DATASET RECORDS
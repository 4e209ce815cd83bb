use glam::{Mat4, Quat, Vec3};
use scene_pipeline::math::{BoundingBox, FloatRange, SphericalHarmonicsDot9};
use scene_pipeline::renderer::device::HeadlessDevice;
use scene_pipeline::renderer::light_accumulator::{
    INVALID_LIGHT_INDEX, LIGHT_ACCUMULATOR_CAPACITY, MAX_PIXEL_LIGHTS, MAX_VERTEX_LIGHTS,
};
use scene_pipeline::renderer::light_processor::active_cascade_splits;
use scene_pipeline::renderer::{
    DrawableUpdateFlags, LightAccumulator, LightAccumulatorContext, LightDataForAccumulator, LightProcessorContext,
    SceneProcessor, ShadowSplitProcessor,
};
use scene_pipeline::scene::{
    Camera, CascadeParameters, Drawable, DrawableData, GeometryId, Light, LightData, LightId, LightImportance,
    Material, MaterialId, MaterialLibrary, SceneSnapshot, Technique, MAX_CASCADE_SPLITS,
};
use scene_pipeline::PipelineSettings;

const EPSILON: f32 = 1e-3;

fn sun(cascade: CascadeParameters) -> LightData {
    let mut light = Light::directional().with_shadows();
    light.cascade = cascade;
    let direction = Vec3::new(-0.4, -1.0, -0.3).normalize();
    LightData::new(LightId(1), light, Vec3::ZERO, Quat::from_rotation_arc(Vec3::NEG_Z, direction))
}

fn far_camera() -> Camera {
    Camera {
        far: 1000.0,
        ..Camera::look_at(Vec3::new(0.0, 5.0, 10.0), Vec3::new(0.0, 0.0, -20.0), Vec3::Y)
    }
}

fn cube_at(center: Vec3, material: MaterialId) -> DrawableData {
    let drawable = Drawable::new(BoundingBox::from_center_half_size(Vec3::ZERO, Vec3::splat(0.5)))
        .with_batch(GeometryId(1), material)
        .with_shadows();
    DrawableData::new(drawable, Mat4::from_translation(center))
}

fn initialize_cascades(camera: &Camera, light: &LightData, scene_z_range: FloatRange) -> Vec<ShadowSplitProcessor> {
    let scene = SceneSnapshot::new(Vec::new(), Vec::new());
    let update_flags = DrawableUpdateFlags::default();
    let ctx = LightProcessorContext {
        cull_camera: camera,
        scene: &scene,
        geometries: &[],
        geometry_flags: &[],
        geometry_z_ranges: &[],
        scene_z_range,
        update_flags: &update_flags,
        pcf_kernel_size: 1,
        normal_offset_scale: 1.0,
    };

    active_cascade_splits(&light.light.cascade, camera.near, camera.far)
        .into_iter()
        .enumerate()
        .map(|(index, range)| {
            let mut split = ShadowSplitProcessor::new(index);
            split.initialize_directional(&ctx, light, range, &[]);
            split
        })
        .collect()
}

#[test]
fn focused_cascades_stay_inside_scene_depth() {
    let camera = far_camera();
    let light = sun(CascadeParameters::new([10.0, 50.0, 200.0, 1000.0]));
    let scene_z_range = FloatRange::new(1.0, 1000.0);
    let splits = initialize_cascades(&camera, &light, scene_z_range);
    assert_eq!(splits.len(), 4);

    let mut previous_width = 0.0;
    for split in &splits {
        let cascade = split.cascade_z_range();
        let focused = split.focused_z_range();
        assert!(focused.is_valid());
        assert!(cascade.intersection(scene_z_range).contains_range(focused));

        let bounds = split.light_space_bounds();
        assert!(bounds.is_defined());
        assert!(bounds.size().z > 0.0);
        assert!(split.shadow_camera().far > 0.0);
        assert!(split.shadow_camera().orthographic);

        // Farther cascades cover more of the view
        let width = bounds.size().x.max(bounds.size().y);
        assert!(width + EPSILON >= previous_width);
        previous_width = width;
    }
}

#[test]
fn cascades_beyond_scene_depth_lose_their_focus() {
    let camera = far_camera();
    let light = sun(CascadeParameters::new([10.0, 50.0, 200.0, 1000.0]));
    let scene_z_range = FloatRange::new(5.0, 120.0);
    let splits = initialize_cascades(&camera, &light, scene_z_range);

    assert!((splits[0].focused_z_range().min - 5.0).abs() < EPSILON);
    assert!((splits[2].focused_z_range().max - 120.0).abs() < EPSILON);
    assert!(!splits[3].focused_z_range().is_valid());
    // Without a focused range the whole cascade is covered
    assert!(splits[3].light_space_bounds().is_defined());
}

#[test]
fn unfocused_cascade_covers_whole_range() {
    let camera = far_camera();
    let mut light = sun(CascadeParameters::new([10.0, 50.0, 200.0, 1000.0]));
    light.light.focus.focus = false;
    let splits = initialize_cascades(&camera, &light, FloatRange::new(20.0, 30.0));

    for split in &splits {
        assert_eq!(split.focused_z_range(), split.cascade_z_range());
    }
}

#[test]
fn point_faces_outside_view_get_no_shadow_map() {
    let mut materials = MaterialLibrary::default();
    let lit = materials.add(Material::new("lit", Technique::forward_lit()));

    // Light behind the camera: the +Z face looks away from everything the camera sees
    let light = LightData::new(
        LightId(7),
        Light::point(10.0).with_shadows(),
        Vec3::new(0.0, 0.0, 6.0),
        Quat::IDENTITY,
    );
    let scene = SceneSnapshot::new(
        vec![
            cube_at(Vec3::new(0.0, 0.0, -1.0), lit),
            cube_at(Vec3::new(0.0, 0.0, 10.0), lit),
        ],
        vec![light],
    )
    .with_materials(materials);

    let camera = Camera::look_at(Vec3::new(0.0, 0.0, 3.0), Vec3::new(0.0, 0.0, -10.0), Vec3::Y);
    let mut processor = SceneProcessor::new(PipelineSettings::default());
    processor.define(&[camera]).expect("one camera is valid");
    let mut device = HeadlessDevice::new();
    processor.update(&scene, 0.016, &mut device);

    let lights = processor.drawable_processor().light_processors();
    assert_eq!(lights.len(), 1);
    let point = &lights[0];
    assert!(point.has_shadow());
    assert_eq!(point.num_active_splits(), 6);

    let back_face = &point.splits()[4];
    assert!(!back_face.has_shadow_casters());
    assert!(!back_face.shadow_map().is_valid());

    let front_face = &point.splits()[5];
    assert!(front_face.has_shadow_casters());
    assert!(front_face.shadow_map().is_valid());

    for split in processor.batch_compositor().shadow_batches() {
        assert_ne!(split.split_index, 4);
        assert!(split.region.is_valid());
    }
}

#[test]
fn directional_light_exposes_every_cascade_matrix() {
    let mut materials = MaterialLibrary::default();
    let lit = materials.add(Material::new("lit", Technique::forward_lit()));
    let scene = SceneSnapshot::new(
        vec![cube_at(Vec3::ZERO, lit)],
        vec![sun(CascadeParameters::new([10.0, 50.0, 0.0, 0.0]))],
    )
    .with_materials(materials);

    let camera = Camera::look_at(Vec3::new(0.0, 3.0, 6.0), Vec3::ZERO, Vec3::Y);
    let mut processor = SceneProcessor::new(PipelineSettings::default());
    processor.define(&[camera]).expect("one camera is valid");
    let mut device = HeadlessDevice::new();
    processor.update(&scene, 0.016, &mut device);

    let sun = &processor.drawable_processor().light_processors()[0];
    assert!(sun.has_shadow());
    assert_eq!(sun.num_active_splits(), 2);

    let params = sun.cooked_params();
    assert_eq!(params.num_light_matrices, MAX_CASCADE_SPLITS);
    assert_ne!(params.light_matrices[0], Mat4::IDENTITY);
    assert_ne!(params.light_matrices[1], Mat4::IDENTITY);
    assert_eq!(params.light_matrices[2], Mat4::IDENTITY);
    assert_eq!(params.light_matrices[3], Mat4::IDENTITY);
}

fn accumulator_lights(count: usize) -> Vec<LightDataForAccumulator> {
    (0..count)
        .map(|i| {
            let data = LightData::new(
                LightId(i as u64),
                Light::point(30.0).with_color(Vec3::new(1.0, 0.8, 0.6)),
                Vec3::new(i as f32 - 2.5, 3.0, 1.0),
                Quat::IDENTITY,
            );
            LightDataForAccumulator::from_light(&data, false)
        })
        .collect()
}

#[test]
fn surplus_lights_fold_into_ambient() {
    let lights = accumulator_lights(6);
    let ctx = LightAccumulatorContext {
        max_pixel_lights: 1,
        max_vertex_lights: 4,
        lights: &lights,
    };
    let bounds = BoundingBox::from_center_half_size(Vec3::ZERO, Vec3::splat(0.5));

    let mut accumulator = LightAccumulator::default();
    for (index, penalty) in [(3, 0.4), (0, 0.1), (5, 0.6), (1, 0.2), (4, 0.5), (2, 0.3)] {
        accumulator.accumulate_light(&ctx, &bounds, LightImportance::Auto, index, penalty);
    }
    accumulator.cook();

    assert_eq!(accumulator.get_pixel_lights(), &[(0.1, 0)]);
    assert_eq!(accumulator.get_vertex_lights(), [1, 2, 3, 4]);
    assert!(!accumulator.get_vertex_lights().contains(&INVALID_LIGHT_INDEX));
    // The dropped light still contributes through spherical harmonics
    assert!(accumulator.spherical_harmonics.evaluate_average().x > 0.0);
}

#[test]
fn equal_lights_split_between_pixel_and_vertex_slots() {
    let lights = accumulator_lights(5);
    let ctx = LightAccumulatorContext {
        max_pixel_lights: 1,
        max_vertex_lights: 4,
        lights: &lights,
    };
    let bounds = BoundingBox::from_center_half_size(Vec3::ZERO, Vec3::splat(0.5));

    let mut accumulator = LightAccumulator::default();
    for index in 0..5 {
        accumulator.accumulate_light(&ctx, &bounds, LightImportance::Auto, index, 0.5);
    }
    accumulator.cook();

    // Everything fits, so nothing reaches the ambient term
    assert_eq!(accumulator.num_lights(), 5);
    assert_eq!(accumulator.get_pixel_lights(), &[(0.5, 0)]);
    assert_eq!(accumulator.get_vertex_lights(), [1, 2, 3, 4]);
    assert_eq!(accumulator.spherical_harmonics, SphericalHarmonicsDot9::ZERO);
}

#[test]
fn important_lights_are_bounded_by_accumulator_capacity() {
    let lights = accumulator_lights(20);
    let ctx = LightAccumulatorContext {
        max_pixel_lights: MAX_PIXEL_LIGHTS,
        max_vertex_lights: MAX_VERTEX_LIGHTS,
        lights: &lights,
    };
    let bounds = BoundingBox::from_center_half_size(Vec3::ZERO, Vec3::splat(0.5));

    let mut accumulator = LightAccumulator::default();
    for index in 0..20 {
        accumulator.accumulate_light(&ctx, &bounds, LightImportance::Important, index, -1.0);
        assert!(accumulator.num_lights() < LIGHT_ACCUMULATOR_CAPACITY);
    }
    accumulator.cook();

    assert_eq!(accumulator.num_important_lights(), 20);
    assert_eq!(accumulator.num_lights(), LIGHT_ACCUMULATOR_CAPACITY - 1);
    // Equal penalties keep arrival order, so the latest lights are evicted
    let kept: Vec<u32> = accumulator.get_pixel_lights().iter().map(|&(_, index)| index).collect();
    assert_eq!(kept, (0..12).collect::<Vec<u32>>());
    assert_eq!(accumulator.get_vertex_lights(), [INVALID_LIGHT_INDEX; MAX_VERTEX_LIGHTS]);
    assert!(accumulator.spherical_harmonics.evaluate_average().x > 0.0);
}

#[test]
fn cooking_twice_changes_nothing() {
    let lights = accumulator_lights(6);
    let ctx = LightAccumulatorContext {
        max_pixel_lights: 2,
        max_vertex_lights: 2,
        lights: &lights,
    };
    let bounds = BoundingBox::from_center_half_size(Vec3::new(1.0, 0.0, 0.0), Vec3::splat(1.0));

    let mut accumulator = LightAccumulator::default();
    accumulator.accumulate_light(&ctx, &bounds, LightImportance::Important, 4, -1.0);
    for (index, penalty) in [(2, 0.7), (0, 0.2), (5, 0.9), (1, 0.4)] {
        accumulator.accumulate_light(&ctx, &bounds, LightImportance::Auto, index, penalty);
    }

    accumulator.cook();
    let hash = accumulator.vertex_lights_hash();
    let pixel_lights = accumulator.get_pixel_lights().to_vec();
    let vertex_lights = accumulator.get_vertex_lights();
    accumulator.cook();

    assert_eq!(accumulator.vertex_lights_hash(), hash);
    assert_eq!(accumulator.get_pixel_lights(), pixel_lights.as_slice());
    assert_eq!(accumulator.get_vertex_lights(), vertex_lights);
    assert_eq!(pixel_lights[0].1, 4);
}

PROBLEM TO SOLVE
If a line comes after the one containing "light.cascade = cascade;", leave it out; set down every line of the data before it, and that line itself, exactly.

WRITTEN ANSWER
repository 4e209ce815cd83bb
use glam::{Mat4, Quat, Vec3};
use scene_pipeline::math::{BoundingBox, FloatRange, SphericalHarmonicsDot9};
use scene_pipeline::renderer::device::HeadlessDevice;
use scene_pipeline::renderer::light_accumulator::{
    INVALID_LIGHT_INDEX, LIGHT_ACCUMULATOR_CAPACITY, MAX_PIXEL_LIGHTS, MAX_VERTEX_LIGHTS,
};
use scene_pipeline::renderer::light_processor::active_cascade_splits;
use scene_pipeline::renderer::{
    DrawableUpdateFlags, LightAccumulator, LightAccumulatorContext, LightDataForAccumulator, LightProcessorContext,
    SceneProcessor, ShadowSplitProcessor,
};
use scene_pipeline::scene::{
    Camera, CascadeParameters, Drawable, DrawableData, GeometryId, Light, LightData, LightId, LightImportance,
    Material, MaterialId, MaterialLibrary, SceneSnapshot, Technique, MAX_CASCADE_SPLITS,
};
use scene_pipeline::PipelineSettings;

const EPSILON: f32 = 1e-3;

fn sun(cascade: CascadeParameters) -> LightData {
    let mut light = Light::directional().with_shadows();
    light.cascade = cascade;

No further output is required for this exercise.